Assignment –
Gather the lines below that include the string "failed", copying each in full.

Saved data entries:
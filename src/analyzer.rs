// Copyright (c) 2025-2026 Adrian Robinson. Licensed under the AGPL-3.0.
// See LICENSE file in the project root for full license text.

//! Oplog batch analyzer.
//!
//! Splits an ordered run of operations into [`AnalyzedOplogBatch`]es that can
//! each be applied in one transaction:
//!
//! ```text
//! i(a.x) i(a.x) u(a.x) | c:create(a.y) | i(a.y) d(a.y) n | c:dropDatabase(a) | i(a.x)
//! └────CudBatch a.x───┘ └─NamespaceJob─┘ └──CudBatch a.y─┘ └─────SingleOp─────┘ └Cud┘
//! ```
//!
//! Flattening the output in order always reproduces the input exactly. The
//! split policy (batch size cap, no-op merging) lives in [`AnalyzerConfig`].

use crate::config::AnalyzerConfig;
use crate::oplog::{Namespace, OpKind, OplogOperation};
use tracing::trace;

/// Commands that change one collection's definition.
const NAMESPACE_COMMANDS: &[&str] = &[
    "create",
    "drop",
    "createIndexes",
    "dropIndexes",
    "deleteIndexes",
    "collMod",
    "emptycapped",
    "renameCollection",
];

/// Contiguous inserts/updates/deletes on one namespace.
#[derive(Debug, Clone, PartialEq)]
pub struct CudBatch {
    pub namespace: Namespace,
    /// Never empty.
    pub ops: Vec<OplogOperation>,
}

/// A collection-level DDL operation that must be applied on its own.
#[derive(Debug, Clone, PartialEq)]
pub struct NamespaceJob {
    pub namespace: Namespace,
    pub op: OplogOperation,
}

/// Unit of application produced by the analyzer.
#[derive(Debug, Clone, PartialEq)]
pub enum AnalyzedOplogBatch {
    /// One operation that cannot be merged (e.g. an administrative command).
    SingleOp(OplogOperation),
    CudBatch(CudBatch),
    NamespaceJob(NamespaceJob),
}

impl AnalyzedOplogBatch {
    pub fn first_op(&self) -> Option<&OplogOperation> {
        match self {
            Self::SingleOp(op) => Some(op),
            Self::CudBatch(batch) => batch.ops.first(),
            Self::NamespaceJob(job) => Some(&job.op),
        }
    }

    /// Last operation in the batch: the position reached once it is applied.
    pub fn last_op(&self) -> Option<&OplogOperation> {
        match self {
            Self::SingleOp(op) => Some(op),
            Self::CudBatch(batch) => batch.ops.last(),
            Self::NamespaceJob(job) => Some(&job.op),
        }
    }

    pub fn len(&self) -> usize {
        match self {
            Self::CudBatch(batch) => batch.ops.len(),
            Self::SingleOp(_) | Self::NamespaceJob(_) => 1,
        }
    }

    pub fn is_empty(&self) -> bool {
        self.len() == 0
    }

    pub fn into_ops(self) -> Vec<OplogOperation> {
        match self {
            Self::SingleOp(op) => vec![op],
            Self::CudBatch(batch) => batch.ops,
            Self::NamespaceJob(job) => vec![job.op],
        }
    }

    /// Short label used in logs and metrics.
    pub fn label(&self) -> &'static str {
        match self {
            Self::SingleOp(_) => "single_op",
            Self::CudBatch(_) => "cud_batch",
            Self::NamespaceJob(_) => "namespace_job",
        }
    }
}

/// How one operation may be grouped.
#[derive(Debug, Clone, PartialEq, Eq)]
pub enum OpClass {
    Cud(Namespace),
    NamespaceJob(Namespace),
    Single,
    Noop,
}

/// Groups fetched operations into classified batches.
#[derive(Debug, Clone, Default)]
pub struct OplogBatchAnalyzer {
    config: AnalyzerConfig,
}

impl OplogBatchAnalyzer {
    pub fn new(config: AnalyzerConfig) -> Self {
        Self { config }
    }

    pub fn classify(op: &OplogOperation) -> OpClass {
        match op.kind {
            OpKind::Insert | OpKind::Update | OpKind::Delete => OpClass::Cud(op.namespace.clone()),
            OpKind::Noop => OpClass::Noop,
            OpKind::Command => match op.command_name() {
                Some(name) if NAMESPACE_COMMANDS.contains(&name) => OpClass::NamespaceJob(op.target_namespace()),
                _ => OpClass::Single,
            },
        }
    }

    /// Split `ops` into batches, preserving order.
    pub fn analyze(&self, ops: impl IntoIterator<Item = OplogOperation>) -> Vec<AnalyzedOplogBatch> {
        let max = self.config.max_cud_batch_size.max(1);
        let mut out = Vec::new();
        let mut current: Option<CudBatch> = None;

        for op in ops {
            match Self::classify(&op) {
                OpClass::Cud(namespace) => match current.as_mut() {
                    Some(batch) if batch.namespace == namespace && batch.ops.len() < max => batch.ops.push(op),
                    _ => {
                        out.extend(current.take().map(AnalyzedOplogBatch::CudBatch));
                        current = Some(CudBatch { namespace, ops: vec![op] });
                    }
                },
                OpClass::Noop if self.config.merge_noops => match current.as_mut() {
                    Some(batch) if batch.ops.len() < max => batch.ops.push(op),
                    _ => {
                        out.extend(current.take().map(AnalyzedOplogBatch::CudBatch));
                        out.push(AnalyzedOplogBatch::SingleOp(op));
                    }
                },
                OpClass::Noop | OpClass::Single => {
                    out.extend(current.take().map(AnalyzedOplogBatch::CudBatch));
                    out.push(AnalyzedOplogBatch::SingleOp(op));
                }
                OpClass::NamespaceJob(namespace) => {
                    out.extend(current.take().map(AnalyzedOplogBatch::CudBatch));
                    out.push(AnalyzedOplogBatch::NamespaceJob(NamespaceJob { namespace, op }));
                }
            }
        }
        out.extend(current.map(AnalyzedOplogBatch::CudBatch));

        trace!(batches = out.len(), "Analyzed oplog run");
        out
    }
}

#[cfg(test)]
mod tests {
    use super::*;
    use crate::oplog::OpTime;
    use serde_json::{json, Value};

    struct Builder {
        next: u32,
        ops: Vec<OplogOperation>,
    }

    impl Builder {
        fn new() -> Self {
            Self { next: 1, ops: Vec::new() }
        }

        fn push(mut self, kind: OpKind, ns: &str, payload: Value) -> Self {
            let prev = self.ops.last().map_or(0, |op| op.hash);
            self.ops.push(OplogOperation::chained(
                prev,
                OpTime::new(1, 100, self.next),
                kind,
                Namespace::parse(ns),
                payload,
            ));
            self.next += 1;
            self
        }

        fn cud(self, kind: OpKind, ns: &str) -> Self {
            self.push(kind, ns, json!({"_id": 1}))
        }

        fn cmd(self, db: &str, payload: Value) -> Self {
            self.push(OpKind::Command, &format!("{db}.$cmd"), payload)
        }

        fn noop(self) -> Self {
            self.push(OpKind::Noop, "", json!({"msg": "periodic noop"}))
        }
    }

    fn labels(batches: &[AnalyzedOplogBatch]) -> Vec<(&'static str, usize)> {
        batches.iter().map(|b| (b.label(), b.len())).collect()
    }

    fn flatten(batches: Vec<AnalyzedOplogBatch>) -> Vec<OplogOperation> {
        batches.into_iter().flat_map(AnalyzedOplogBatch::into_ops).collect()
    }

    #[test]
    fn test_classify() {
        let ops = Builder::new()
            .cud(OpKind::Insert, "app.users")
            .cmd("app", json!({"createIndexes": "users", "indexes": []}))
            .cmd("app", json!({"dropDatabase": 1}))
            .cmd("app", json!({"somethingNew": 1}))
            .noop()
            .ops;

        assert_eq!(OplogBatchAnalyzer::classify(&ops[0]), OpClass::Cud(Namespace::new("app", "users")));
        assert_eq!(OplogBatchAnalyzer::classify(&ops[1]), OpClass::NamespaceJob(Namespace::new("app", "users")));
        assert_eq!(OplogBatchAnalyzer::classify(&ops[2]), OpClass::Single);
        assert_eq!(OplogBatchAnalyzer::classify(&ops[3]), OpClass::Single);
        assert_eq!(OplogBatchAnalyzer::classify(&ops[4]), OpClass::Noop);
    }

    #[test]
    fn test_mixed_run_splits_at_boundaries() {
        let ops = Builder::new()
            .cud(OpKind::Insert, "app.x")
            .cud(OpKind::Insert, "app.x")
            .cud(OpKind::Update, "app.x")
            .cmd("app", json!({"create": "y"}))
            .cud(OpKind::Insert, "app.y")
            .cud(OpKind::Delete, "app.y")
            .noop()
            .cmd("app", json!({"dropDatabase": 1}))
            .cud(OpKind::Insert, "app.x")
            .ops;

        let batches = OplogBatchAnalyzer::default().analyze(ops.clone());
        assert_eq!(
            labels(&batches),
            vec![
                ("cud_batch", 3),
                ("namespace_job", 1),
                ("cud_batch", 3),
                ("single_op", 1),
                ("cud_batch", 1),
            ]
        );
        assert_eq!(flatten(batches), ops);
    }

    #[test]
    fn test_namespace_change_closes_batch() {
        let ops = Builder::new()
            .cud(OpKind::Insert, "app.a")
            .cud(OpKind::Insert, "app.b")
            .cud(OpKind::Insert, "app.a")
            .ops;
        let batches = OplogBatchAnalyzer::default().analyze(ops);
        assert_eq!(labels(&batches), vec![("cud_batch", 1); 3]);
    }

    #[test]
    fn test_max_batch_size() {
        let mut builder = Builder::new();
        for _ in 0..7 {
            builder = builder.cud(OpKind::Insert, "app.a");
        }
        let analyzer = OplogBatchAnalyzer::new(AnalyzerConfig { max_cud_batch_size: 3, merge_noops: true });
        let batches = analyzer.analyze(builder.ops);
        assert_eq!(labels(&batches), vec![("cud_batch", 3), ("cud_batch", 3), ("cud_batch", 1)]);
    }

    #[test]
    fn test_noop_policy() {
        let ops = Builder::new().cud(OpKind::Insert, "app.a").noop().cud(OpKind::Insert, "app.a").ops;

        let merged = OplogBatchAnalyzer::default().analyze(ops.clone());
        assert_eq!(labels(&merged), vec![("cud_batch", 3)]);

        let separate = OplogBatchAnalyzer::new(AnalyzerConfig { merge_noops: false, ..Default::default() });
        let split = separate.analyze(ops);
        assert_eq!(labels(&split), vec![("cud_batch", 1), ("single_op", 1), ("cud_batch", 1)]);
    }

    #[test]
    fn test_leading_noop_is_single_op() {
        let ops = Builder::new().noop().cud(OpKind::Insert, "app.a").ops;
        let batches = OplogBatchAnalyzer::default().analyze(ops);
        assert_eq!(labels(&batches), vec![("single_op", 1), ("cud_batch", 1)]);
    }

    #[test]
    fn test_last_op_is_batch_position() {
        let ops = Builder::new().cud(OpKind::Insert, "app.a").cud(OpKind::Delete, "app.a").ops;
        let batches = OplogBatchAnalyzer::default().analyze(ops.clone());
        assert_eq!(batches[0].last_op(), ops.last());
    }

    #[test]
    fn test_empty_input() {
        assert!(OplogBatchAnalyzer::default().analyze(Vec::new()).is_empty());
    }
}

* * *

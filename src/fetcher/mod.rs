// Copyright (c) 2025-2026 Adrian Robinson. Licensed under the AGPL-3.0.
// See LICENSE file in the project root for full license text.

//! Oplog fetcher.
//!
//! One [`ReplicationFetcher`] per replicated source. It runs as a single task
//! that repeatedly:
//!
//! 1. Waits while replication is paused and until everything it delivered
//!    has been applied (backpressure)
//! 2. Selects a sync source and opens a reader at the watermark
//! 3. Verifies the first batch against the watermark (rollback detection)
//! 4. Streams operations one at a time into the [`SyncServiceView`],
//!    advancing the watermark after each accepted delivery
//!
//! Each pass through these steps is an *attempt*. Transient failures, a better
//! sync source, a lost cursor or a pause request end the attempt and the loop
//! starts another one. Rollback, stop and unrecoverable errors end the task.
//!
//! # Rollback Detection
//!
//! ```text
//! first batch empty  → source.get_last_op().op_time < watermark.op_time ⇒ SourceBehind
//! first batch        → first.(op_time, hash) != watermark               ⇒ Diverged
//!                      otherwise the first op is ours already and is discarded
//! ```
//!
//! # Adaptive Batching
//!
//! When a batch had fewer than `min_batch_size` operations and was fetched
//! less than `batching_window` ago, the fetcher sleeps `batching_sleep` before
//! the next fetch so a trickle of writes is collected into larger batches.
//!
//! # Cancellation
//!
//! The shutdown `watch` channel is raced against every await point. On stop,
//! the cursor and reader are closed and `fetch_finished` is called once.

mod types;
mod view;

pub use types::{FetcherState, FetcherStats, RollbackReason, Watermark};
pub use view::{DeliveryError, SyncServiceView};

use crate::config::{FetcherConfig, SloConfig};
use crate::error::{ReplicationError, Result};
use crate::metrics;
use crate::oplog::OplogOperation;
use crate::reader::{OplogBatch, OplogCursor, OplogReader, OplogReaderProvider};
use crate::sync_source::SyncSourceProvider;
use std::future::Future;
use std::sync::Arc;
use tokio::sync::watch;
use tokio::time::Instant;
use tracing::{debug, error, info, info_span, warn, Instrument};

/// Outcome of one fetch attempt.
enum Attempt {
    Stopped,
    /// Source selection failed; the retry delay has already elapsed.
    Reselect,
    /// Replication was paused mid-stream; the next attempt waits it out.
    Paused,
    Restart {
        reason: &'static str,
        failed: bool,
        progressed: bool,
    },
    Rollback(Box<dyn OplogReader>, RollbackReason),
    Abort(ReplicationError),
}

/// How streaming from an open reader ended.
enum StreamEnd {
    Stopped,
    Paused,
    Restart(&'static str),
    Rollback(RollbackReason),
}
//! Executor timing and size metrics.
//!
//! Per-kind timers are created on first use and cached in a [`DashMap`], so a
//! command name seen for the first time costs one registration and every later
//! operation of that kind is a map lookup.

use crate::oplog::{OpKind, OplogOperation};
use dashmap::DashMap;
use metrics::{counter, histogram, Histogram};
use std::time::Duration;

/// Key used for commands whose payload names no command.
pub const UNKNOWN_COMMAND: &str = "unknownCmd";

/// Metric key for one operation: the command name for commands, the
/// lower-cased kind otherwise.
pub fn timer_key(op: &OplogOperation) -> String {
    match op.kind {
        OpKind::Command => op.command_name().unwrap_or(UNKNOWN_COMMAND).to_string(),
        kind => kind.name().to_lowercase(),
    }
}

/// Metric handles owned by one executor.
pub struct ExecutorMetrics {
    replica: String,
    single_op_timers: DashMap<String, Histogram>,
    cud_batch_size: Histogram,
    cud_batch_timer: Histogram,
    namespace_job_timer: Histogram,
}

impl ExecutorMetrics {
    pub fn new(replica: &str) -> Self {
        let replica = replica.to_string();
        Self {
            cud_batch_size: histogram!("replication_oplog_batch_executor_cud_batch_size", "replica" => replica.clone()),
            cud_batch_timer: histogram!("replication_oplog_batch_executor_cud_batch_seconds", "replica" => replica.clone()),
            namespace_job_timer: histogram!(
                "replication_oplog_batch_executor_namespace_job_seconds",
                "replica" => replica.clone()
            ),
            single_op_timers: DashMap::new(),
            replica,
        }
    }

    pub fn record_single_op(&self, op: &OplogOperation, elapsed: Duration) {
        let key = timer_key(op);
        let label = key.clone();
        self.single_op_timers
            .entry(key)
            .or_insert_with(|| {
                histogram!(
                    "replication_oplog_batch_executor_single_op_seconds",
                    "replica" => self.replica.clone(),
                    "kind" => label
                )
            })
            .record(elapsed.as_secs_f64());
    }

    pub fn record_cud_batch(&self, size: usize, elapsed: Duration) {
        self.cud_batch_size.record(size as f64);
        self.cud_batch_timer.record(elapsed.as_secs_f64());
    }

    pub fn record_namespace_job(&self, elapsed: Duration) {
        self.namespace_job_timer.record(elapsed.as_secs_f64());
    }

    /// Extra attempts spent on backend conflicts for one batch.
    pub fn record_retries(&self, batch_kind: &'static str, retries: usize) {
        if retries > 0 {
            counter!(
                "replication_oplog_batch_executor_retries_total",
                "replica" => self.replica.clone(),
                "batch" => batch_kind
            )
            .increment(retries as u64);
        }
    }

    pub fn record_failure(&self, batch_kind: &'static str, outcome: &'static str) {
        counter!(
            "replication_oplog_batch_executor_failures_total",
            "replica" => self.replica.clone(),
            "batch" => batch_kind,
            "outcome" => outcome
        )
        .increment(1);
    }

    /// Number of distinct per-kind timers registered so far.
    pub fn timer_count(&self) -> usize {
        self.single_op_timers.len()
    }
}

Reply –
    /// Source selection failed; the retry delay has already elapsed.
        failed: bool,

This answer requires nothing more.